----- MATERIAL SUPPLIED

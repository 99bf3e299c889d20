//! Box-shaped glyphs sitting on the baseline.
//!
//! A box of `width x height` pixels occupies x in `0..width` and y in
//! `-height..0` relative to the pen, so its inclusive cache bounds are
//! `(0, -height, width - 1, -1)`.

use glam::DVec2;
use glint_core::geometry::{IntRect, Rect};
use glint_geometry::PathBuilder;
use glint_text::{BitmapFormat, CachedGlyph, GlyphBitmap, GlyphData};

/// Cache bounds of a box glyph.
pub fn box_bounds(width: u32, height: u32) -> IntRect {
    IntRect::new(0, -(height as i32), width as i32 - 1, -1)
}

fn bitmap_box(format: BitmapFormat, width: u32, height: u32, fill: u8) -> Option<GlyphBitmap> {
    let stride = format.row_bytes(width);
    GlyphBitmap::new(format, width, height, stride, vec![fill; stride * height as usize]).ok()
}

/// Fully covered grayscale box.
pub fn gray8_box(glyph_id: u32, width: u32, height: u32, advance: f64) -> CachedGlyph {
    let data = bitmap_box(BitmapFormat::Gray8, width, height, 255)
        .map_or(GlyphData::Invalid, GlyphData::Gray8);
    CachedGlyph::new(glyph_id, box_bounds(width, height), data, DVec2::new(advance, 0.0))
}

/// Fully set monochrome box.
pub fn mono_box(glyph_id: u32, width: u32, height: u32, advance: f64) -> CachedGlyph {
    let data = bitmap_box(BitmapFormat::Mono, width, height, 0xff)
        .map_or(GlyphData::Invalid, GlyphData::Mono);
    CachedGlyph::new(glyph_id, box_bounds(width, height), data, DVec2::new(advance, 0.0))
}

/// Fully covered LCD box.
pub fn subpixel_box(glyph_id: u32, width: u32, height: u32, advance: f64) -> CachedGlyph {
    let data = bitmap_box(BitmapFormat::Subpixel, width, height, 255)
        .map_or(GlyphData::Invalid, GlyphData::Subpixel);
    CachedGlyph::new(glyph_id, box_bounds(width, height), data, DVec2::new(advance, 0.0))
}

/// Box outline covering the same pixels as the bitmap boxes.
pub fn outline_box(glyph_id: u32, width: u32, height: u32, advance: f64) -> CachedGlyph {
    let path = PathBuilder::new()
        .rect(Rect::new(0.0, -(height as f64), width as f64, 0.0))
        .build();
    CachedGlyph::new(
        glyph_id,
        box_bounds(width, height),
        GlyphData::Outline(path),
        DVec2::new(advance, 0.0),
    )
}

#[cfg(test)]
mod tests {
    use super::*;

    #[test]
    fn test_box_shapes_agree() {
        let gray = gray8_box(1, 5, 8, 6.0);
        let outline = outline_box(1, 5, 8, 6.0);
        assert_eq!(gray.bounds, IntRect::new(0, -8, 4, -1));
        assert_eq!(gray.bounds, outline.bounds);
        assert!(matches!(gray.data, GlyphData::Gray8(_)));
        assert!(matches!(mono_box(2, 9, 1, 10.0).data, GlyphData::Mono(_)));
        assert!(matches!(subpixel_box(3, 2, 2, 3.0).data, GlyphData::Subpixel(_)));

        let GlyphData::Outline(path) = outline.data else {
            panic!("expected an outline");
        };
        assert_eq!(path.bounds(), Some(Rect::new(0.0, -8.0, 5.0, 0.0)));
    }
}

----------

**WHAT THE TASK ASKS**
Give every part of the material again, exactly as written.

**ANSWER FOR THIS EXERCISE**
repository 99bf3e299c889d20
//! Box-shaped glyphs sitting on the baseline.
//!
//! A box of `width x height` pixels occupies x in `0..width` and y in
//! `-height..0` relative to the pen, so its inclusive cache bounds are
//! `(0, -height, width - 1, -1)`.

use glam::DVec2;
use glint_core::geometry::{IntRect, Rect};
use glint_geometry::PathBuilder;
use glint_text::{BitmapFormat, CachedGlyph, GlyphBitmap, GlyphData};

/// Cache bounds of a box glyph.
pub fn box_bounds(width: u32, height: u32) -> IntRect {
    IntRect::new(0, -(height as i32), width as i32 - 1, -1)
}

fn bitmap_box(format: BitmapFormat, width: u32, height: u32, fill: u8) -> Option<GlyphBitmap> {
    let stride = format.row_bytes(width);
    GlyphBitmap::new(format, width, height, stride, vec![fill; stride * height as usize]).ok()
}

/// Fully covered grayscale box.
pub fn gray8_box(glyph_id: u32, width: u32, height: u32, advance: f64) -> CachedGlyph {
    let data = bitmap_box(BitmapFormat::Gray8, width, height, 255)
        .map_or(GlyphData::Invalid, GlyphData::Gray8);
    CachedGlyph::new(glyph_id, box_bounds(width, height), data, DVec2::new(advance, 0.0))
}

/// Fully set monochrome box.
pub fn mono_box(glyph_id: u32, width: u32, height: u32, advance: f64) -> CachedGlyph {
    let data = bitmap_box(BitmapFormat::Mono, width, height, 0xff)
        .map_or(GlyphData::Invalid, GlyphData::Mono);
    CachedGlyph::new(glyph_id, box_bounds(width, height), data, DVec2::new(advance, 0.0))
}

/// Fully covered LCD box.
pub fn subpixel_box(glyph_id: u32, width: u32, height: u32, advance: f64) -> CachedGlyph {
    let data = bitmap_box(BitmapFormat::Subpixel, width, height, 255)
        .map_or(GlyphData::Invalid, GlyphData::Subpixel);
    CachedGlyph::new(glyph_id, box_bounds(width, height), data, DVec2::new(advance, 0.0))
}

/// Box outline covering the same pixels as the bitmap boxes.
pub fn outline_box(glyph_id: u32, width: u32, height: u32, advance: f64) -> CachedGlyph {
    let path = PathBuilder::new()
        .rect(Rect::new(0.0, -(height as f64), width as f64, 0.0))
        .build();
    CachedGlyph::new(
        glyph_id,
        box_bounds(width, height),
        GlyphData::Outline(path),
        DVec2::new(advance, 0.0),
    )
}

#[cfg(test)]
mod tests {
    use super::*;

    #[test]
    fn test_box_shapes_agree() {
        let gray = gray8_box(1, 5, 8, 6.0);
        let outline = outline_box(1, 5, 8, 6.0);
        assert_eq!(gray.bounds, IntRect::new(0, -8, 4, -1));
        assert_eq!(gray.bounds, outline.bounds);
        assert!(matches!(gray.data, GlyphData::Gray8(_)));
        assert!(matches!(mono_box(2, 9, 1, 10.0).data, GlyphData::Mono(_)));
        assert!(matches!(subpixel_box(3, 2, 2, 3.0).data, GlyphData::Subpixel(_)));

        let GlyphData::Outline(path) = outline.data else {
            panic!("expected an outline");
        };
        assert_eq!(path.bounds(), Some(Rect::new(0.0, -8.0, 5.0, 0.0)));
    }
}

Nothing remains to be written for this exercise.